» **WHAT IS EXPECTED**
Locate every line in the records below that contains the word "GetInvoiceAlertsUseCase", and copy each one.

» **STUDY MATERIAL**
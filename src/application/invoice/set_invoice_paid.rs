use serde::{Deserialize, Serialize};
use std::sync::Arc;
use uuid::Uuid;

use crate::domain::invoice::{InvoiceError, InvoiceService};

#[derive(Debug, Deserialize)]
pub struct SetInvoicePaidCommand {
  pub invoice_id: Uuid,
  pub is_paid: bool,
}

#[derive(Debug, Serialize)]
pub struct SetInvoicePaidResponse {
  pub invoice_id: Uuid,
  pub is_paid: bool,
}

pub struct SetInvoicePaidUseCase {
  invoice_service: Arc<InvoiceService>,
}

impl SetInvoicePaidUseCase {
  pub fn new(invoice_service: Arc<InvoiceService>) -> Self {
    Self { invoice_service }
  }

  pub fn execute(
    &self,
    command: SetInvoicePaidCommand,
  ) -> Result<SetInvoicePaidResponse, InvoiceError> {
    let invoice = self
      .invoice_service
      .set_invoice_paid(command.invoice_id, command.is_paid)?;

    Ok(SetInvoicePaidResponse {
      invoice_id: invoice.id,
      is_paid: invoice.is_paid,
    })
  }
}
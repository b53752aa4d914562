pub mod entities;
pub mod errors;
pub mod ports;
pub mod services;

pub use entities::CompanySettings;
pub use errors::SettingsError;
pub use ports::SettingsRepository;
pub use services::SettingsService;
use chrono::{NaiveDate, Utc};
use rust_decimal::Decimal;
use serde::{Deserialize, Serialize};
use std::sync::Arc;
use uuid::Uuid;

use crate::domain::invoice::{InvoiceError, InvoiceService};

#[derive(Debug, Default, Deserialize)]
pub struct GetInvoiceAlertsCommand {
  /// Reference date for the projection; defaults to the current date.
  pub today: Option<NaiveDate>,
}

#[derive(Debug, Serialize)]
pub struct InvoiceAlertDto {
  pub invoice_id: Uuid,
  pub invoice_number: String,
  pub client_id: Uuid,
  pub due_date: NaiveDate,
  pub total: Decimal,
  /// "overdue" or "upcoming".
  pub kind: String,
  /// Whole days until due; only set for upcoming alerts.
  pub days_left: Option<i64>,
}

#[derive(Debug, Serialize)]
pub struct GetInvoiceAlertsResponse {
  pub alerts: Vec<InvoiceAlertDto>,
}

pub struct GetInvoiceAlertsUseCase {
  invoice_service: Arc<InvoiceService>,
}

impl GetInvoiceAlertsUseCase {
  pub fn new(invoice_service: Arc<InvoiceService>) -> Self {
    Self { invoice_service }
  }

  pub fn execute(
    &self,
    command: GetInvoiceAlertsCommand,
  ) -> Result<GetInvoiceAlertsResponse, InvoiceError> {
    let today = command.today.unwrap_or_else(|| Utc::now().date_naive());

    let alerts = self
      .invoice_service
      .alerts(today)?
      .into_iter()
      .map(|alert| InvoiceAlertDto {
        invoice_id: alert.invoice.id,
        invoice_number: alert.invoice.invoice_number.clone(),
        client_id: alert.invoice.client_id,
        due_date: alert.invoice.due_date,
        total: alert.invoice.total(),
        kind: alert.kind.as_str().to_string(),
        days_left: alert.days_left,
      })
      .collect();

    Ok(GetInvoiceAlertsResponse { alerts })
  }
}

#[cfg(test)]
mod tests {
  use super::*;
  use crate::domain::invoice::{ClientData, InvoiceData, InvoiceItem};
  use crate::infrastructure::persistence::local::{LocalClientRepository, LocalInvoiceRepository};
  use crate::infrastructure::persistence::store::MemoryStore;
  use rust_decimal_macros::dec;

  fn service() -> Arc<InvoiceService> {
    let store = Arc::new(MemoryStore::new());
    Arc::new(InvoiceService::new(
      Arc::new(LocalClientRepository::new(store.clone())),
      Arc::new(LocalInvoiceRepository::new(store)),
    ))
  }

  fn seed_invoice(service: &InvoiceService, number: &str, due: NaiveDate) {
    let client = service
      .create_client(ClientData {
        name: "Acme".to_string(),
        email: "billing@acme.test".to_string(),
        address: String::new(),
        phone: String::new(),
      })
      .unwrap();
    service
      .create_invoice(InvoiceData {
        client_id: client.id,
        invoice_number: number.to_string(),
        issue_date: due,
        due_date: due,
        items: vec![InvoiceItem::new("Design".to_string(), dec!(1), dec!(100), None)],
        tax_rate: Decimal::ZERO,
        is_paid: false,
        notes: None,
      })
      .unwrap();
  }

  #[test]
  fn test_projects_alerts_against_the_given_date() {
    let service = service();
    seed_invoice(&service, "INV-OLD", NaiveDate::from_ymd_opt(2024, 6, 5).unwrap());
    seed_invoice(&service, "INV-SOON", NaiveDate::from_ymd_opt(2024, 6, 12).unwrap());
    seed_invoice(&service, "INV-LATER", NaiveDate::from_ymd_opt(2024, 7, 1).unwrap());

    let response = GetInvoiceAlertsUseCase::new(service)
      .execute(GetInvoiceAlertsCommand {
        today: Some(NaiveDate::from_ymd_opt(2024, 6, 10).unwrap()),
      })
      .unwrap();

    assert_eq!(response.alerts.len(), 2);
    assert_eq!(response.alerts[0].invoice_number, "INV-OLD");
    assert_eq!(response.alerts[0].kind, "overdue");
    assert_eq!(response.alerts[0].days_left, None);
    assert_eq!(response.alerts[1].invoice_number, "INV-SOON");
    assert_eq!(response.alerts[1].kind, "upcoming");
    assert_eq!(response.alerts[1].days_left, Some(2));
  }
}
use serde::Serialize;
use std::sync::Arc;

use crate::domain::catalog::{CatalogError, CatalogService};

#[derive(Debug, Serialize)]
pub struct ConsolidateCatalogResponse {
  /// Number of duplicate records folded away.
  pub merged_count: usize,
}

pub struct ConsolidateCatalogUseCase {
  catalog_service: Arc<CatalogService>,
}

impl ConsolidateCatalogUseCase {
  pub fn new(catalog_service: Arc<CatalogService>) -> Self {
    Self { catalog_service }
  }

  pub fn execute(&self) -> Result<ConsolidateCatalogResponse, CatalogError> {
    let merged_count = self.catalog_service.consolidate_catalog()?;
    Ok(ConsolidateCatalogResponse { merged_count })
  }
}

#[cfg(test)]
mod tests {
  use super::*;
  use crate::domain::catalog::ProductData;
  use crate::infrastructure::persistence::local::LocalProductRepository;
  use crate::infrastructure::persistence::store::MemoryStore;
  use rust_decimal::Decimal;
  use rust_decimal_macros::dec;

  fn data(name: &str, price: Decimal) -> ProductData {
    ProductData {
      name: name.to_string(),
      category: "Goods".to_string(),
      sub_categories: Vec::new(),
      description: String::new(),
      default_price: price,
      default_discount: None,
      image: None,
    }
  }

  #[test]
  fn test_consolidation_persists_the_merged_catalog() {
    let catalog = Arc::new(CatalogService::new(Arc::new(LocalProductRepository::new(
      Arc::new(MemoryStore::new()),
    ))));
    catalog.create_product(data("Widget", dec!(10))).unwrap();
    catalog.create_product(data("widget", dec!(20))).unwrap();
    catalog.create_product(data("Gadget", dec!(5))).unwrap();

    let response = ConsolidateCatalogUseCase::new(catalog.clone()).execute().unwrap();

    assert_eq!(response.merged_count, 1);
    let products = catalog.list_products().unwrap();
    assert_eq!(products.len(), 2);
    assert_eq!(products[0].default_price, dec!(20));
  }
}
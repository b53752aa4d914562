use serde::{Deserialize, Serialize};
use std::sync::Arc;
use uuid::Uuid;

use crate::domain::invoice::{ClientData, InvoiceError, InvoiceService};

#[derive(Debug, Deserialize)]
pub struct CreateClientCommand {
  pub name: String,
  pub email: String,
  pub address: String,
  pub phone: String,
}

#[derive(Debug, Serialize)]
pub struct CreateClientResponse {
  pub client_id: Uuid,
  pub name: String,
}

pub struct CreateClientUseCase {
  invoice_service: Arc<InvoiceService>,
}

impl CreateClientUseCase {
  pub fn new(invoice_service: Arc<InvoiceService>) -> Self {
    Self { invoice_service }
  }

  pub fn execute(&self, command: CreateClientCommand) -> Result<CreateClientResponse, InvoiceError> {
    if command.name.trim().is_empty() {
      return Err(InvoiceError::Validation("Client name is required".to_string()));
    }
    if command.email.trim().is_empty() {
      return Err(InvoiceError::Validation("Client email is required".to_string()));
    }

    let client = self.invoice_service.create_client(ClientData {
      name: command.name,
      email: command.email,
      address: command.address,
      phone: command.phone,
    })?;

    Ok(CreateClientResponse {
      client_id: client.id,
      name: client.name,
    })
  }
}

#[cfg(test)]
mod tests {
  use super::*;
  use crate::infrastructure::persistence::local::{LocalClientRepository, LocalInvoiceRepository};
  use crate::infrastructure::persistence::store::MemoryStore;

  fn use_case() -> CreateClientUseCase {
    let store = Arc::new(MemoryStore::new());
    CreateClientUseCase::new(Arc::new(InvoiceService::new(
      Arc::new(LocalClientRepository::new(store.clone())),
      Arc::new(LocalInvoiceRepository::new(store)),
    )))
  }

  fn command(name: &str, email: &str) -> CreateClientCommand {
    CreateClientCommand {
      name: name.to_string(),
      email: email.to_string(),
      address: "1 Main St".to_string(),
      phone: "555-0100".to_string(),
    }
  }

  #[test]
  fn test_creates_client() {
    let response = use_case().execute(command("Acme", "billing@acme.test")).unwrap();
    assert_eq!(response.name, "Acme");
  }

  #[test]
  fn test_rejects_blank_name_and_email() {
    let use_case = use_case();

    assert!(matches!(
      use_case.execute(command("   ", "billing@acme.test")).unwrap_err(),
      InvoiceError::Validation(_)
    ));
    assert!(matches!(
      use_case.execute(command("Acme", "")).unwrap_err(),
      InvoiceError::Validation(_)
    ));
  }
}
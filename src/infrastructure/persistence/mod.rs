pub mod local;
pub mod store;

pub use local::LocalRepositories;
pub use store::{JsonFileStore, KeyValueStore, MemoryStore, StoreError};
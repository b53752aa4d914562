use std::sync::Arc;

use chrono::NaiveDate;
use rust_decimal::Decimal;
use uuid::Uuid;

use super::alerts::{InvoiceAlert, invoice_alerts};
use super::entities::{Client, Invoice, InvoiceItem};
use super::errors::InvoiceError;
use super::ports::{ClientRepository, InvoiceRepository};

/// Client creation/update data
pub struct ClientData {
  pub name: String,
  pub email: String,
  pub address: String,
  pub phone: String,
}

/// Invoice creation/update data. Carries no totals: those are always derived
/// from the items and tax rate at write time.
pub struct InvoiceData {
  pub client_id: Uuid,
  pub invoice_number: String,
  pub issue_date: NaiveDate,
  pub due_date: NaiveDate,
  pub items: Vec<InvoiceItem>,
  pub tax_rate: Decimal,
  pub is_paid: bool,
  pub notes: Option<String>,
}

pub struct InvoiceService {
  clients: Arc<dyn ClientRepository>,
  invoices: Arc<dyn InvoiceRepository>,
}

impl InvoiceService {
  pub fn new(clients: Arc<dyn ClientRepository>, invoices: Arc<dyn InvoiceRepository>) -> Self {
    Self { clients, invoices }
  }

  // Client operations
  pub fn create_client(&self, data: ClientData) -> Result<Client, InvoiceError> {
    let client = Client::new(data.name, data.email, data.address, data.phone);
    self.clients.create(client)
  }

  pub fn update_client(&self, client_id: Uuid, data: ClientData) -> Result<Client, InvoiceError> {
    let mut client = self
      .clients
      .find_by_id(client_id)?
      .ok_or(InvoiceError::ClientNotFound(client_id))?;

    client.update(data.name, data.email, data.address, data.phone);
    self.clients.update(client)
  }

  /// Invoices referencing the client keep their dangling client id; lookups
  /// on it return `None` and consumers render a placeholder.
  pub fn delete_client(&self, client_id: Uuid) -> Result<(), InvoiceError> {
    self.clients.delete(client_id)
  }

  pub fn get_client(&self, client_id: Uuid) -> Result<Option<Client>, InvoiceError> {
    self.clients.find_by_id(client_id)
  }

  pub fn list_clients(&self) -> Result<Vec<Client>, InvoiceError> {
    self.clients.find_all()
  }

  // Invoice operations
  pub fn create_invoice(&self, data: InvoiceData) -> Result<Invoice, InvoiceError> {
    let invoice = Invoice::new(
      data.client_id,
      data.invoice_number,
      data.issue_date,
      data.due_date,
      data.items,
      data.tax_rate,
      data.is_paid,
      data.notes,
    );
    self.invoices.create(invoice)
  }

  pub fn update_invoice(
    &self,
    invoice_id: Uuid,
    data: InvoiceData,
  ) -> Result<Invoice, InvoiceError> {
    let mut invoice = self
      .invoices
      .find_by_id(invoice_id)?
      .ok_or(InvoiceError::InvoiceNotFound(invoice_id))?;

    invoice.client_id = data.client_id;
    invoice.invoice_number = data.invoice_number;
    invoice.issue_date = data.issue_date;
    invoice.due_date = data.due_date;
    invoice.set_tax_rate(data.tax_rate);
    invoice.set_items(data.items);
    invoice.is_paid = data.is_paid;
    invoice.notes = data.notes;

    self.invoices.update(invoice)
  }

  pub fn set_invoice_paid(&self, invoice_id: Uuid, is_paid: bool) -> Result<Invoice, InvoiceError> {
    let mut invoice = self
      .invoices
      .find_by_id(invoice_id)?
      .ok_or(InvoiceError::InvoiceNotFound(invoice_id))?;

    invoice.is_paid = is_paid;
    self.invoices.update(invoice)
  }

  pub fn delete_invoice(&self, invoice_id: Uuid) -> Result<(), InvoiceError> {
    self.invoices.delete(invoice_id)
  }

  pub fn get_invoice(&self, invoice_id: Uuid) -> Result<Option<Invoice>, InvoiceError> {
    self.invoices.find_by_id(invoice_id)
  }

  pub fn list_invoices(&self) -> Result<Vec<Invoice>, InvoiceError> {
    self.invoices.find_all()
  }

  /// Projects due-date alerts over the current invoice set.
  pub fn alerts(&self, today: NaiveDate) -> Result<Vec<InvoiceAlert>, InvoiceError> {
    Ok(invoice_alerts(&self.invoices.find_all()?, today))
  }
}
use serde::{Deserialize, Serialize};
use std::sync::Arc;
use uuid::Uuid;

use super::list_products::ProductDto;
use crate::domain::catalog::{CatalogError, CatalogService};

#[derive(Debug, Deserialize)]
pub struct FindDuplicateProductCommand {
  pub name: String,
  pub category: String,
  /// Record being edited, excluded from the search.
  pub exclude_id: Option<Uuid>,
}

#[derive(Debug, Serialize)]
pub struct FindDuplicateProductResponse {
  pub duplicate: Option<ProductDto>,
}

pub struct FindDuplicateProductUseCase {
  catalog_service: Arc<CatalogService>,
}

impl FindDuplicateProductUseCase {
  pub fn new(catalog_service: Arc<CatalogService>) -> Self {
    Self { catalog_service }
  }

  pub fn execute(
    &self,
    command: FindDuplicateProductCommand,
  ) -> Result<FindDuplicateProductResponse, CatalogError> {
    let duplicate = self
      .catalog_service
      .find_duplicate(&command.name, &command.category, command.exclude_id)?
      .map(ProductDto::from);

    Ok(FindDuplicateProductResponse { duplicate })
  }
}
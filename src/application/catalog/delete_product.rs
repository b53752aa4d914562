use serde::Deserialize;
use std::sync::Arc;
use uuid::Uuid;

use crate::domain::catalog::{CatalogError, CatalogService};

#[derive(Debug, Deserialize)]
pub struct DeleteProductCommand {
  pub product_id: Uuid,
}

pub struct DeleteProductUseCase {
  catalog_service: Arc<CatalogService>,
}

impl DeleteProductUseCase {
  pub fn new(catalog_service: Arc<CatalogService>) -> Self {
    Self { catalog_service }
  }

  pub fn execute(&self, command: DeleteProductCommand) -> Result<(), CatalogError> {
    self.catalog_service.delete_product(command.product_id)
  }
}
pub mod catalog;
pub mod invoice;
pub mod settings;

» **YOUR RESPONSE**
pub struct GetInvoiceAlertsUseCase {
impl GetInvoiceAlertsUseCase {
    let response = GetInvoiceAlertsUseCase::new(service)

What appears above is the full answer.